Вскоре Апексимов еще раз показал себя. Незадолго до этого, в конце 1924 или начале 1925 года, когда окончательно стало ясно, что он не оставит Левенку и не вернется в свой прежний приход Орловку, когда бывший левенский священник Седнев получил новый приход, епископ Павел, по просьбе прихожан, посвятил в Орловку нового священника. Это был местный уроженец, еще молодой, Александр Р-в.
Р-в был вдовцом, епископ Павел сначала не хотел рукополагать его, но он прожил в Большой Глушице несколько дней, молился по ночам и всем своим поведением достиг того, что епископ поверил ему. Приезжавшие с Р-вым попечители, как оказалось потом, его родственники, тоже ручались за его безукоризненное поведение. Епископ поверил и рукоположил Р-ва во священника. А через несколько месяцев, может быть, даже через несколько недель, Апексимов обвенчал его со второй женой.
Узнав об этом, епископ Павел запретил Р-ва в священнослужении, но он не подчинился и, поддерживаемый родственниками и подстрекаемый Апексимовым, еще некоторое время продолжал служить в Орловке. А однажды явился к отцу Сергию за личным делом, находившимся в делах благочиния. Отец Сергий отказался выдать его.
Не только старшие дети отца Сергия, но даже и маленькая Наташа запомнили эту сцену. Р-в устроил целый скандал, грозил, кричал: «Отдайте мои документы!»
– Документы не ваши, а церковные, – отвечал отец Сергий. – Это личное дело запрещенного священника Р-ва, которое должно храниться в благочинническом архиве. – Если бы даже я и выдал их, – помолчав, добавил он, – то только с пометкой, что указанный в документах Р-в запрещен в священнослужении, как второженец.
– Ни вы, ни епископ Павел ни уха ни рыла не понимаете, – кричал Р-в, крупными шагами расхаживая по комнате, и добавил, что его первый брак был незаконный, так как первая жена была ему родственницей.

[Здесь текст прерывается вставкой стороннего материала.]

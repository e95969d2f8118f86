//! Error types shared by every pipeline stage.

use thiserror::Error;

/// Errors raised by the pipeline library.
#[derive(Debug, Error)]
pub enum PipelineError {
    /// The caller sent an unusable payload (HTTP 400).
    #[error("{0}")]
    InvalidRequest(String),

    /// The YouTube Data API answered with a non-success status.
    #[error("YouTube API error (HTTP {status}): {message}")]
    Api {
        status: u16,
        reason: Option<String>,
        message: String,
    },

    /// Transport-level HTTP failure (connect, timeout, TLS).
    #[error("HTTP request failed: {0}")]
    Http(#[from] reqwest::Error),

    #[error("Secret '{name}' unavailable: {message}")]
    Secret { name: String, message: String },

    #[error("Authentication failed: {0}")]
    Auth(String),

    #[error("Connection failed: {0}")]
    Connection(String),

    #[error("Object storage error: {0}")]
    Storage(String),

    #[error("Warehouse error: {0}")]
    Warehouse(String),

    #[error("Configuration error: {0}")]
    Config(String),

    #[error("JSON error: {0}")]
    Json(#[from] serde_json::Error),

    #[error("I/O error: {0}")]
    Io(#[from] std::io::Error),

    #[error("Database error: {0}")]
    Database(#[from] diesel::result::Error),
}

pub type Result<T, E = PipelineError> = std::result::Result<T, E>;

impl PipelineError {
    pub fn invalid(message: impl Into<String>) -> Self {
        PipelineError::InvalidRequest(message.into())
    }

    pub fn warehouse(message: impl std::fmt::Display) -> Self {
        PipelineError::Warehouse(message.to_string())
    }

    pub fn storage(message: impl std::fmt::Display) -> Self {
        PipelineError::Storage(message.to_string())
    }

    /// Whether the error was caused by the request rather than the server.
    pub fn is_client_error(&self) -> bool {
        matches!(self, PipelineError::InvalidRequest(_))
    }

    /// Transport failures are raised out of extraction so the caller can retry.
    /// Everything the API itself answered with degrades to an empty result.
    pub fn is_transport(&self) -> bool {
        matches!(self, PipelineError::Http(e) if !e.is_decode() && !e.is_status())
    }

    /// API error reason code, e.g. `commentsDisabled` or `quotaExceeded`.
    pub fn api_reason(&self) -> Option<&str> {
        match self {
            PipelineError::Api { reason, .. } => reason.as_deref(),
            _ => None,
        }
    }
}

– Если считать брак незаконным, значит, она была наложница, – отвечал благочинный, а это запрещается тем же семнадцатым правилом святых апостолов и третьим правилом Шестого Вселенского собора: «Кто по святом крещении двумя браками обязан был или на ложни цу имел, не может быть ни епископ, ни священник, ни диакон».
Р-в шумел, кричал, грозил, но вынужден был уехать ни с чем.
Епископ Павел очень тяжело переживал этот случай, считая его своим тяжелым грехом. Отношение его к виновнику ярко характеризует душевные качества епископа, когда, несколько лет спустя, Р-в попал в тюрьму, епископ Павел, живший тогда опять в Пугачеве, посылал ему отдельные передачи, объясняя своим близким: «Мой грех!», и горячо молился о его вразумлении.
Но это было, повторяю, спустя несколько лет, году в 1929–1930-м, а в конце 1925 года епископ Павел был вынужден переехать из Глушицы в город Покровск (Энгельс).
Глава 39
«Ибидем»
Зимой 1924 года приехал отец Иоанн Тарасов и, не успев раздеться, сообщил:
– На днях в Черном Затоне состоится диспут. Со стороны верующих выступает федоровский псаломщик Каракозов. – Почему же псаломщик? – удивился отец Сергий, – неужели не нашлось священника?
– А Николай Александрович Каракозов не уступит ни одному священнику. Он семинарист, еще молодой, окончил Саратовскую семинарию чуть ли не в год ее закрытия. Имеет хорошую апологетическую библиотеку – кажется, при закрытии семинарии сумел получить оттуда ценные книги. Хороший оратор. Давно бы был священником, если бы не одно препятствие, на вдове женат.
– А если мы вчетвером заявимся? Видите, как мои разволновались.
– Вчетвером не советую, мальчиков не пропустят. А с Соней можно.
Под вечер назначенного дня отец Сергий с Соней и с Сер геем Евсеевичем под видом кучера заехали за отцом Иоанном и отправились дальше, через Волгу, в Черный Затон.
Здание клуба было битком набито. На помощь докладчику-безбожнику явились активисты из соседнего села Груневки. Съехались священники ближайших сел. Некоторые из них, так же как и отец Иоанн и отец Сергий, ехали с намерением выступать. Собравшись в ожидании диспута, у местного батюшки, они предложили договориться между собой, составить план выступлений, но Каракозов запротестовал.
– Я ставлю условием, чтобы никто не вмешивался, – сказал он. – Я буду говорить один. Мы друг друга не знаем, проработать план диспута и распределить материал не успеем, тем более что неизвестно, о чем будут говорить безбожники. В таких условиях случайные ораторы могут отклониться в сторону от намеченного мною плана и этим принести не пользу, а вред. Лучше уж я один использую все положенное нам время.